I nodded. Her work apparently done, she walked toward the door. But then she glanced back.
“About our conversation,” she said, “perhaps I was . . . ill informed about your parents’ professions.”
I stared at her for a few seconds, trying to make sense of the about-face. “Ill informed?”
“I recognize that you, of course, would know better than I the nature of your parents’ work.” She glanced down at her watch. “I need to return to the school. Enjoy your evening.”
My mind began to race, but I managed to bob my head as she disappeared around the corner, then opened and closed the door again.
I stared down at the remote control in my hand for a minute after she’d left, flipping it through my fingers as I ruminated.
It was weird enough that she’d dropped by in the first place—I mean, how many high school principals visited their students in the hospital? She clearly had her own theories about what had happened to me—namely, that it was my fault. I guess she wanted to cover her bases, make sure I wasn’t going to spill to the media or call a lawyer about my “accident.”
But then, out of the blue, she brought up my parents and changed her story? And even weirder, she actually seemed sincere. Contrite, even, and Foley didn’t exactly seem like the nurturing type, much less the type to admit when she was wrong.
I gnawed the edge of my lip and gave the remote a final flip. Call it what you want—Reapers, Adepts, magic, firespell, whatever. Things were seriously weird at St. Sophia’s.

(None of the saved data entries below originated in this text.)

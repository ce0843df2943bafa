//! Cashbook FX CLI
//!
//! Inspect and maintain the local exchange-rate cache.

use std::path::PathBuf;
use std::sync::Arc;
use std::time::Duration;

use anyhow::Context;
use clap::{Parser, Subcommand, ValueEnum};
use tracing::{error, info};
use tracing_subscriber::{layer::SubscriberExt, util::SubscriberInitExt};

use cashbook_common::Currency;
use cashbook_fx::{parse_amount, CurrencyService, FileStore, FxConfig, RefreshOutcome};

mod feed;

/// Cashbook exchange-rate cache CLI
#[derive(Parser, Debug)]
#[command(name = "fxctl")]
#[command(about = "Inspect and maintain the Cashbook exchange-rate cache")]
struct Args {
    /// Directory holding the persisted rate table (overrides FX_STORE_DIR)
    #[arg(long)]
    store_dir: Option<PathBuf>,

    /// JSON rate feed used for refreshes (overrides FX_FEED_PATH)
    #[arg(long)]
    feed: Option<PathBuf>,

    #[command(subcommand)]
    command: Command,
}

#[derive(Subcommand, Debug, PartialEq)]
enum Command {
    /// Print the stored rates
    Rates {
        /// Print the persisted snapshot as JSON
        #[arg(long)]
        json: bool,
    },

    /// Convert an amount between two currencies
    Convert {
        #[arg(allow_hyphen_values = true)]
        amount: String,
        #[arg(value_parser = parse_currency)]
        from: Currency,
        #[arg(value_parser = parse_currency)]
        to: Currency,
    },

    /// Override a rate. RATE is units of FROM per one TO
    Set {
        #[arg(value_parser = parse_currency)]
        from: Currency,
        #[arg(value_parser = parse_currency)]
        to: Currency,
        #[arg(allow_hyphen_values = true)]
        rate: f64,
    },

    /// Refresh from the rate feed now
    Refresh,

    /// Turn periodic refresh on or off
    AutoUpdate {
        #[arg(value_enum)]
        mode: Toggle,
    },

    /// Initialize and keep rates refreshed until stopped
    Watch {
        /// Run duration in seconds (0 = until Ctrl+C)
        #[arg(long, default_value = "0")]
        duration: u64,
    },
}

/// Validating parser; `Currency`'s `From<String>` would accept any text.
fn parse_currency(raw: &str) -> Result<Currency, String> {
    raw.parse::<Currency>().map_err(|e| e.to_string())
}

#[derive(ValueEnum, Debug, Clone, Copy, PartialEq, Eq)]
enum Toggle {
    On,
    Off,
}

#[tokio::main]
async fn main() -> anyhow::Result<()> {
    let args = Args::parse();

    let mut config = FxConfig::from_env()?;
    if let Some(dir) = args.store_dir {
        config.store_dir = dir;
    }
    if let Some(feed) = args.feed {
        config.feed_path = Some(feed);
    }

    init_logging(&config.log_level);

    let store = Arc::new(
        FileStore::open(&config.store_dir)
            .with_context(|| format!("Failed to open store at {}", config.store_dir.display()))?,
    );
    let source = feed::rate_source(config.feed_path.as_deref());

    let service = match CurrencyService::new(config, store, source) {
        Ok(service) => service,
        Err(e) => {
            error!(error = %e, "Invalid configuration");
            return Err(anyhow::anyhow!("Configuration error: {}", e));
        }
    };

    run(&service, args.command).await
}

fn init_logging(default_level: &str) {
    let filter = tracing_subscriber::EnvFilter::try_from_default_env()
        .unwrap_or_else(|_| tracing_subscriber::EnvFilter::new(default_level));
    let json = std::env::var("FX_LOG_JSON")
        .is_ok_and(|v| v == "1" || v.eq_ignore_ascii_case("true"));

    tracing_subscriber::registry()
        .with(filter)
        .with(json.then(|| {
            tracing_subscriber::fmt::layer()
                .json()
                .with_writer(std::io::stderr)
        }))
        .with((!json).then(|| tracing_subscriber::fmt::layer().with_writer(std::io::stderr)))
        .init();
}

async fn run(service: &CurrencyService, command: Command) -> anyhow::Result<()> {
    if !matches!(command, Command::Watch { .. }) {
        service.restore();
    }

    match command {
        Command::Rates { json } => print_rates(service, json)?,

        Command::Convert { amount, from, to } => {
            let quote = service.quote(parse_amount(&amount), &from, &to);
            println!(
                "{} {} = {} {} (rate {})",
                quote.input,
                from,
                quote.rounded_output(),
                to,
                quote.rate
            );
        }

        Command::Set { from, to, rate } => {
            service.set_exchange_rate(&from, &to, rate)?;
            println!("{}_TO_{} set to {}", from, to, rate);
        }

        Command::Refresh => match service.refresh_now().await {
            RefreshOutcome::Updated {
                applied,
                rejected,
                missing,
            } => println!(
                "refreshed: {} applied, {} rejected, {} missing",
                applied, rejected, missing
            ),
            RefreshOutcome::Failed { reason } => anyhow::bail!("Refresh failed: {}", reason),
        },

        Command::AutoUpdate { mode: Toggle::On } => {
            service.enable_auto_update();
            println!("auto-update on");
        }

        Command::AutoUpdate { mode: Toggle::Off } => {
            service.disable_auto_update();
            println!("auto-update off");
        }

        Command::Watch { duration } => watch(service, duration).await?,
    }

    Ok(())
}

async fn watch(service: &CurrencyService, duration: u64) -> anyhow::Result<()> {
    let summary = service.initialize().await;
    if !summary.armed {
        info!("Auto-update is off, rates will not be refreshed");
    }

    info!("Press Ctrl+C to stop");

    let elapsed = async {
        if duration > 0 {
            tokio::time::sleep(Duration::from_secs(duration)).await;
        } else {
            std::future::pending::<()>().await;
        }
    };

    tokio::select! {
        signal = tokio::signal::ctrl_c() => {
            signal.context("Failed to listen for Ctrl+C")?;
            info!("Shutdown signal received");
        }
        _ = elapsed => info!(duration_secs = duration, "Watch duration elapsed"),
    }

    print_rates(service, false)
}

fn print_rates(service: &CurrencyService, json: bool) -> anyhow::Result<()> {
    if json {
        println!("{}", serde_json::to_string_pretty(&service.table().snapshot())?);
        return Ok(());
    }

    println!("pivot:       {}", service.pivot());
    for (key, rate) in service.get_all_rates() {
        println!("{:<12} {}", key, rate);
    }
    match service.last_update() {
        Some(ts) => println!("last update: {}", ts.to_rfc3339()),
        None => println!("last update: never"),
    }
    println!(
        "auto-update: {}",
        if service.is_auto_update() { "on" } else { "off" }
    );

    Ok(())
}

#[cfg(test)]
mod tests {
    use super::*;
    use clap::CommandFactory;

    fn parse(args: &[&str]) -> Command {
        Args::try_parse_from(std::iter::once("fxctl").chain(args.iter().copied()))
            .unwrap()
            .command
    }

    #[test]
    fn test_cli_definition() {
        Args::command().debug_assert();
    }

    #[test]
    fn test_parse_convert() {
        assert_eq!(
            parse(&["convert", "15,000", "syp", "USD"]),
            Command::Convert {
                amount: "15,000".to_string(),
                from: Currency::syp(),
                to: Currency::usd(),
            }
        );
    }

    #[test]
    fn test_parse_set_keeps_negative_rate() {
        assert_eq!(
            parse(&["set", "SYP", "USD", "-5"]),
            Command::Set {
                from: Currency::syp(),
                to: Currency::usd(),
                rate: -5.0,
            }
        );
    }

    #[test]
    fn test_parse_auto_update() {
        assert_eq!(
            parse(&["auto-update", "off"]),
            Command::AutoUpdate { mode: Toggle::Off }
        );
    }

    #[test]
    fn test_parse_watch_default_duration() {
        assert_eq!(parse(&["watch"]), Command::Watch { duration: 0 });
    }

    #[test]
    fn test_rejects_bad_currency_code() {
        for args in [
            ["fxctl", "convert", "1", "US", "SYP"],
            ["fxctl", "convert", "1", "USD", "SY1"],
            ["fxctl", "set", "SYPX", "USD", "15000"],
            ["fxctl", "set", "SYP", "", "15000"],
        ] {
            assert!(Args::try_parse_from(args).is_err(), "accepted {:?}", args);
        }
    }

    #[test]
    fn test_currency_argument_is_normalized() {
        assert_eq!(
            parse(&["set", " try ", "usd", "33"]),
            Command::Set {
                from: Currency::new("TRY"),
                to: Currency::usd(),
                rate: 33.0,
            }
        );
    }

    #[tokio::test]
    async fn test_set_then_rates_from_file_store() {
        let dir = tempfile::tempdir().unwrap();
        let service = || {
            CurrencyService::new(
                FxConfig::default(),
                Arc::new(FileStore::open(dir.path()).unwrap()),
                feed::rate_source(None),
            )
            .unwrap()
        };

        run(
            &service(),
            Command::Set {
                from: Currency::syp(),
                to: Currency::usd(),
                rate: 14200.0,
            },
        )
        .await
        .unwrap();

        let reopened = service();
        reopened.restore();
        assert_eq!(reopened.get_all_rates()["SYP_TO_USD"], 14200.0);
    }

    #[tokio::test]
    async fn test_refresh_without_feed_fails() {
        let dir = tempfile::tempdir().unwrap();
        let service = CurrencyService::new(
            FxConfig::default(),
            Arc::new(FileStore::open(dir.path()).unwrap()),
            feed::rate_source(None),
        )
        .unwrap();

        assert!(run(&service, Command::Refresh).await.is_err());
        assert_eq!(service.last_update(), None);
    }
}
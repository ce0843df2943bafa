//! Rate cache configuration.

use std::collections::BTreeMap;
use std::path::PathBuf;
use std::time::Duration;

use cashbook_common::{constants, Currency, DurationExt};

use crate::error::{FxError, FxResult};

/// Default storage key for the persisted rate table.
pub const DEFAULT_STORAGE_KEY: &str = "exchange_rates";

/// Configuration for the currency service.
#[derive(Debug, Clone)]
pub struct FxConfig {
    /// Hub currency every conversion is routed through.
    pub pivot: Currency,
    /// Built-in rates, units of currency per one pivot unit.
    /// Also fixes the supported currency set.
    pub default_rates: BTreeMap<Currency, f64>,
    /// Age after which the table is stale; also the timer period.
    pub refresh_interval: Duration,
    /// Key the snapshot is stored under.
    pub storage_key: String,
    /// Directory for the file-backed store.
    pub store_dir: PathBuf,
    /// Optional JSON rate feed used by the file rate source.
    pub feed_path: Option<PathBuf>,
    /// Log level.
    pub log_level: String,
}

impl Default for FxConfig {
    fn default() -> Self {
        let mut default_rates = BTreeMap::new();
        default_rates.insert(Currency::syp(), 15000.0);
        default_rates.insert(Currency::new("TRY"), 32.0);

        Self {
            pivot: Currency::usd(),
            default_rates,
            refresh_interval: constants::refresh_interval().as_std(),
            storage_key: DEFAULT_STORAGE_KEY.to_string(),
            store_dir: PathBuf::from(".cashbook"),
            feed_path: None,
            log_level: "info".to_string(),
        }
    }
}

impl FxConfig {
    /// Load configuration from environment variables.
    pub fn from_env() -> FxResult<Self> {
        let mut config = Self::default();

        if let Ok(pivot) = std::env::var("FX_PIVOT") {
            config.pivot = pivot
                .parse()
                .map_err(|e| FxError::Config(format!("FX_PIVOT: {}", e)))?;
        }

        if let Ok(rates) = std::env::var("FX_DEFAULT_RATES") {
            config.default_rates = parse_rate_list(&rates)?;
        }

        if let Ok(secs) = std::env::var("FX_REFRESH_INTERVAL_SECS") {
            let secs: u64 = secs
                .parse()
                .map_err(|_| FxError::Config(format!("FX_REFRESH_INTERVAL_SECS: {:?}", secs)))?;
            config.refresh_interval = Duration::from_secs(secs);
        }

        if let Ok(key) = std::env::var("FX_STORAGE_KEY") {
            config.storage_key = key;
        }

        if let Ok(dir) = std::env::var("FX_STORE_DIR") {
            config.store_dir = PathBuf::from(dir);
        }

        if let Ok(path) = std::env::var("FX_FEED_PATH") {
            config.feed_path = Some(PathBuf::from(path));
        }

        if let Ok(level) = std::env::var("LOG_LEVEL") {
            config.log_level = level;
        }

        Ok(config)
    }

    /// Validate configuration.
    pub fn validate(&self) -> FxResult<()> {
        if self.refresh_interval.is_zero() {
            return Err(FxError::Config("Refresh interval cannot be 0".to_string()));
        }

        if self.storage_key.is_empty() {
            return Err(FxError::Config("Storage key cannot be empty".to_string()));
        }

        if self.default_rates.contains_key(&self.pivot) {
            return Err(FxError::Config(format!(
                "Pivot {} cannot have a default rate",
                self.pivot
            )));
        }

        for (currency, rate) in &self.default_rates {
            if !rate.is_finite() || *rate <= 0.0 {
                return Err(FxError::Config(format!(
                    "Default rate for {} must be positive, got {}",
                    currency, rate
                )));
            }
        }

        Ok(())
    }
}

/// Parse `SYP=15000,TRY=32` into a rate map.
fn parse_rate_list(raw: &str) -> FxResult<BTreeMap<Currency, f64>> {
    let mut rates = BTreeMap::new();

    for entry in raw.split(',').map(str::trim).filter(|e| !e.is_empty()) {
        let (code, rate) = entry
            .split_once('=')
            .ok_or_else(|| FxError::Config(format!("Expected CODE=RATE, got {:?}", entry)))?;

        let currency: Currency = code
            .parse()
            .map_err(|e| FxError::Config(format!("FX_DEFAULT_RATES: {}", e)))?;
        let rate: f64 = rate
            .trim()
            .parse()
            .map_err(|_| FxError::Config(format!("Bad rate for {}: {:?}", currency, rate)))?;

        rates.insert(currency, rate);
    }

    Ok(rates)
}

#[cfg(test)]
mod tests {
    use super::*;

    #[test]
    fn test_default_config() {
        let config = FxConfig::default();
        assert!(config.validate().is_ok());
        assert_eq!(config.pivot, Currency::usd());
        assert_eq!(config.default_rates[&Currency::syp()], 15000.0);
        assert_eq!(config.refresh_interval, Duration::from_secs(3600));
    }

    #[test]
    fn test_invalid_config() {
        let mut config = FxConfig::default();
        config.refresh_interval = Duration::ZERO;
        assert!(config.validate().is_err());

        let mut config = FxConfig::default();
        config.default_rates.insert(Currency::usd(), 1.0);
        assert!(config.validate().is_err());

        let mut config = FxConfig::default();
        config.default_rates.insert(Currency::eur(), -0.9);
        assert!(config.validate().is_err());
    }

    #[test]
    fn test_parse_rate_list() {
        let rates = parse_rate_list("syp=15000, TRY = 32 ,").unwrap();
        assert_eq!(rates.len(), 2);
        assert_eq!(rates[&Currency::new("TRY")], 32.0);

        assert!(parse_rate_list("SYP").is_err());
        assert!(parse_rate_list("SYP=abc").is_err());
        assert!(parse_rate_list("S=1").is_err());
    }
}
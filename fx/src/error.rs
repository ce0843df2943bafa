//! FX error types.

use cashbook_common::{Currency, CurrencyPair};
use thiserror::Error;

/// Errors that can occur in the rate cache.
///
/// None of these are fatal to callers: conversions are total, a rejected
/// value leaves the table untouched, and persistence or refresh failures
/// are logged while the in-memory table stays authoritative.
#[derive(Debug, Error)]
pub enum FxError {
    /// Rate value is not a positive finite number.
    #[error("Invalid rate {rate} for {currency}")]
    InvalidRate { currency: Currency, rate: f64 },

    /// Currency is not in the fixed supported set.
    #[error("Unsupported currency: {0}")]
    UnsupportedCurrency(Currency),

    /// Pair does not map onto a canonical `CODE_TO_PIVOT` key.
    #[error("Unsupported pair {0}: one side must be the pivot")]
    UnsupportedPair(CurrencyPair),

    /// Durable store read or write failed.
    #[error("Persistence error: {0}")]
    Persistence(String),

    /// Snapshot could not be encoded or decoded.
    #[error("Serialization error: {0}")]
    Serialization(#[from] serde_json::Error),

    /// Rate source failed (transport, timeout, bad payload).
    #[error("Rate source {source_name} failed: {message}")]
    RateSource { source_name: String, message: String },

    /// Not enough sources answered.
    #[error("Only {available} rate sources answered, {required} required")]
    NoSourcesAvailable { available: usize, required: usize },

    /// Sources disagree by more than the allowed deviation.
    #[error("Rate deviation {deviation_bps} bps exceeds threshold for {currency}")]
    RateDeviation { currency: Currency, deviation_bps: u32 },

    /// Configuration is invalid.
    #[error("Configuration error: {0}")]
    Config(String),
}

/// Coarse classification of [`FxError`].
#[derive(Debug, Clone, Copy, PartialEq, Eq)]
pub enum ErrorKind {
    /// Bad input; the call was a no-op.
    Validation,
    /// Durable store failure; in-memory state unaffected.
    Persistence,
    /// Rate source failure; previous rates retained.
    Refresh,
    /// Bad configuration at startup.
    Config,
}

impl FxError {
    /// Classify this error.
    pub fn kind(&self) -> ErrorKind {
        match self {
            FxError::InvalidRate { .. }
            | FxError::UnsupportedCurrency(_)
            | FxError::UnsupportedPair(_) => ErrorKind::Validation,
            FxError::Persistence(_) | FxError::Serialization(_) => ErrorKind::Persistence,
            FxError::RateSource { .. }
            | FxError::NoSourcesAvailable { .. }
            | FxError::RateDeviation { .. } => ErrorKind::Refresh,
            FxError::Config(_) => ErrorKind::Config,
        }
    }

    /// Build a rate source error.
    pub fn source_failed(source_name: impl Into<String>, message: impl ToString) -> Self {
        FxError::RateSource {
            source_name: source_name.into(),
            message: message.to_string(),
        }
    }
}

impl From<std::io::Error> for FxError {
    fn from(e: std::io::Error) -> Self {
        FxError::Persistence(e.to_string())
    }
}

/// Result type for FX operations.
pub type FxResult<T> = Result<T, FxError>;

#[cfg(test)]
mod tests {
    use super::*;

    #[test]
    fn test_error_kinds() {
        let invalid = FxError::InvalidRate {
            currency: Currency::syp(),
            rate: -5.0,
        };
        assert_eq!(invalid.kind(), ErrorKind::Validation);
        assert_eq!(
            FxError::Persistence("disk full".into()).kind(),
            ErrorKind::Persistence
        );
        assert_eq!(FxError::source_failed("feed", "timeout").kind(), ErrorKind::Refresh);
        assert_eq!(
            FxError::NoSourcesAvailable {
                available: 0,
                required: 1
            }
            .kind(),
            ErrorKind::Refresh
        );
        assert_eq!(FxError::Config("bad".into()).kind(), ErrorKind::Config);
    }

    #[test]
    fn test_io_error_is_persistence() {
        let err: FxError = std::io::Error::other("read-only").into();
        assert_eq!(err.kind(), ErrorKind::Persistence);
    }
}
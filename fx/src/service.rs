//! Caller-facing currency service.

use std::collections::BTreeMap;
use std::sync::Arc;

use cashbook_common::{Currency, CurrencyPair, Timestamp};
use tracing::{debug, info};

use crate::config::FxConfig;
use crate::conversion::{parse_amount, Conversion, ConversionEngine};
use crate::error::{FxError, FxResult};
use crate::provider::RateSource;
use crate::scheduler::{InitSummary, RefreshOutcome, RefreshScheduler, SchedulerState};
use crate::state::RateState;
use crate::store::{KeyValueStore, RateStore};
use crate::table::RateTable;

/// The exchange-rate cache as the rest of the application sees it.
///
/// Construct one per process and call [`CurrencyService::initialize`] once
/// at startup. Conversions are synchronous and never wait on a refresh.
pub struct CurrencyService {
    rates: Arc<RateState>,
    scheduler: RefreshScheduler,
    config: FxConfig,
}

impl CurrencyService {
    /// Create a service over the given store and rate source.
    ///
    /// The table starts from the configured defaults; persisted state is
    /// only read by [`CurrencyService::initialize`].
    pub fn new(
        config: FxConfig,
        backend: Arc<dyn KeyValueStore>,
        source: Arc<dyn RateSource>,
    ) -> FxResult<Self> {
        config.validate()?;

        let store = RateStore::new(backend, config.storage_key.clone());
        let rates = Arc::new(RateState::new(RateTable::from_config(&config), store));
        let scheduler = RefreshScheduler::new(rates.clone(), source, config.refresh_interval);

        Ok(Self {
            rates,
            scheduler,
            config,
        })
    }

    /// Load persisted rates, refresh if stale, and arm auto-update if enabled.
    pub async fn initialize(&self) -> InitSummary {
        let summary = self.scheduler.initialize().await;
        info!(
            pivot = %self.config.pivot,
            restored = summary.restored,
            refreshed = summary.refresh.as_ref().is_some_and(|o| o.is_updated()),
            armed = summary.armed,
            "Currency service initialized"
        );
        summary
    }

    /// Load persisted state without refreshing or arming the timer.
    ///
    /// For short-lived callers that only read or override rates.
    pub fn restore(&self) -> bool {
        self.rates.load_persisted()
    }

    /// Convert `amount` from one currency to another via the pivot.
    ///
    /// Non-finite amounts count as zero; unknown currencies use rate 1.
    pub fn convert(&self, amount: f64, from: &Currency, to: &Currency) -> f64 {
        self.rates
            .read(|t| ConversionEngine::new(t).convert(amount, from, to))
    }

    /// [`CurrencyService::convert`] for user-entered text.
    pub fn convert_str(&self, amount: &str, from: &Currency, to: &Currency) -> f64 {
        self.convert(parse_amount(amount), from, to)
    }

    /// Multiplicative factor from `from` to `to`.
    pub fn rate_between(&self, from: &Currency, to: &Currency) -> f64 {
        self.rates
            .read(|t| ConversionEngine::new(t).rate_between(from, to))
    }

    /// Convert and return the full record.
    pub fn quote(&self, amount: f64, from: &Currency, to: &Currency) -> Conversion {
        self.rates
            .read(|t| ConversionEngine::new(t).quote(amount, from, to))
    }

    /// All stored rates by canonical key, e.g. `SYP_TO_USD`.
    pub fn get_all_rates(&self) -> BTreeMap<String, f64> {
        self.rates.read(|t| t.snapshot().rates)
    }

    /// Manually override a rate.
    ///
    /// `rate` is the value of the key `FROM_TO_TO`, i.e. units of `from`
    /// per one unit of `to`. When `to` is the pivot that key is written
    /// as is; when `from` is the pivot the inverse key `TO_TO_FROM`
    /// receives `1 / rate`. Anything else (cross pairs, unsupported or
    /// identical currencies, non-positive rates) is rejected without
    /// touching the table.
    pub fn set_exchange_rate(&self, from: &Currency, to: &Currency, rate: f64) -> FxResult<()> {
        let pair = CurrencyPair::new(from.clone(), to.clone());

        let result = self.rates.update(|table| {
            if pair.is_identity() {
                return Err(FxError::UnsupportedPair(pair.clone()));
            }

            if pair.quote == *table.pivot() {
                table.set(&pair.base, rate)
            } else if pair.base == *table.pivot() {
                if !(rate.is_finite() && rate > 0.0) {
                    return Err(FxError::InvalidRate {
                        currency: pair.quote.clone(),
                        rate,
                    });
                }
                table.set(&pair.quote, 1.0 / rate)
            } else {
                Err(FxError::UnsupportedPair(pair.clone()))
            }
        });

        match &result {
            Ok(()) => info!(key = %pair.rate_key(), rate, "Exchange rate overridden"),
            Err(e) => debug!(
                key = %pair.rate_key(),
                rate,
                error = %e,
                "Exchange rate override rejected"
            ),
        }

        result
    }

    /// Turn on periodic refresh. Returns whether the timer is armed.
    pub fn enable_auto_update(&self) -> bool {
        self.scheduler.enable_auto_update()
    }

    /// Turn off periodic refresh and cancel the timer.
    pub fn disable_auto_update(&self) {
        self.scheduler.disable_auto_update()
    }

    /// Refresh from the rate source now, regardless of staleness.
    pub async fn refresh_now(&self) -> RefreshOutcome {
        self.scheduler.refresh_now().await
    }

    pub fn is_stale(&self) -> bool {
        self.scheduler.is_stale()
    }

    pub fn scheduler_state(&self) -> SchedulerState {
        self.scheduler.state()
    }

    pub fn last_update(&self) -> Option<Timestamp> {
        self.rates.read(|t| t.last_update())
    }

    pub fn is_auto_update(&self) -> bool {
        self.rates.read(|t| t.auto_update())
    }

    pub fn pivot(&self) -> &Currency {
        &self.config.pivot
    }

    /// Pivot first, then the other supported currencies.
    pub fn supported_currencies(&self) -> Vec<Currency> {
        self.rates.read(|t| {
            std::iter::once(t.pivot().clone())
                .chain(t.codes().cloned())
                .collect()
        })
    }

    /// Copy of the current table.
    pub fn table(&self) -> RateTable {
        self.rates.table()
    }

    pub fn config(&self) -> &FxConfig {
        &self.config
    }
}
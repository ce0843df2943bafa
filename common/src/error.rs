//! Error types shared by the Cashbook crates.

use thiserror::Error;

/// Errors raised while parsing common value types.
#[derive(Error, Debug, Clone, PartialEq, Eq)]
pub enum CommonError {
    /// Not a three-letter currency code.
    #[error("Invalid currency code: {0:?}")]
    InvalidCurrencyCode(String),

    /// Not a `BASE_TO_QUOTE` rate key.
    #[error("Invalid rate key: {0:?}")]
    InvalidRateKey(String),
}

True to the doc’s word, I was released the next morning. True to Foley’s word, one of the glasses-clad matrons who usually patrolled the study hall brought casual clothes for me to change into—jeans and a T-shirt, probably selected by Scout—and signed me out. A nurse wheeled me, invalid style, to the front door of the clinic and the St. Sophia’s-branded minivan that sat at the curb. The matron was silent on the way back to the convent, but it was a pretty short ride—only a few blocks back to my new home on Erie. They dropped me off at the front door without a word, and I headed up the stairs and into the building. Although I’d been gone only a couple of days, the convent seemed almost . . . foreign. It hadn’t yet begun to feel like home, but now, it felt farther from Sagamore than ever.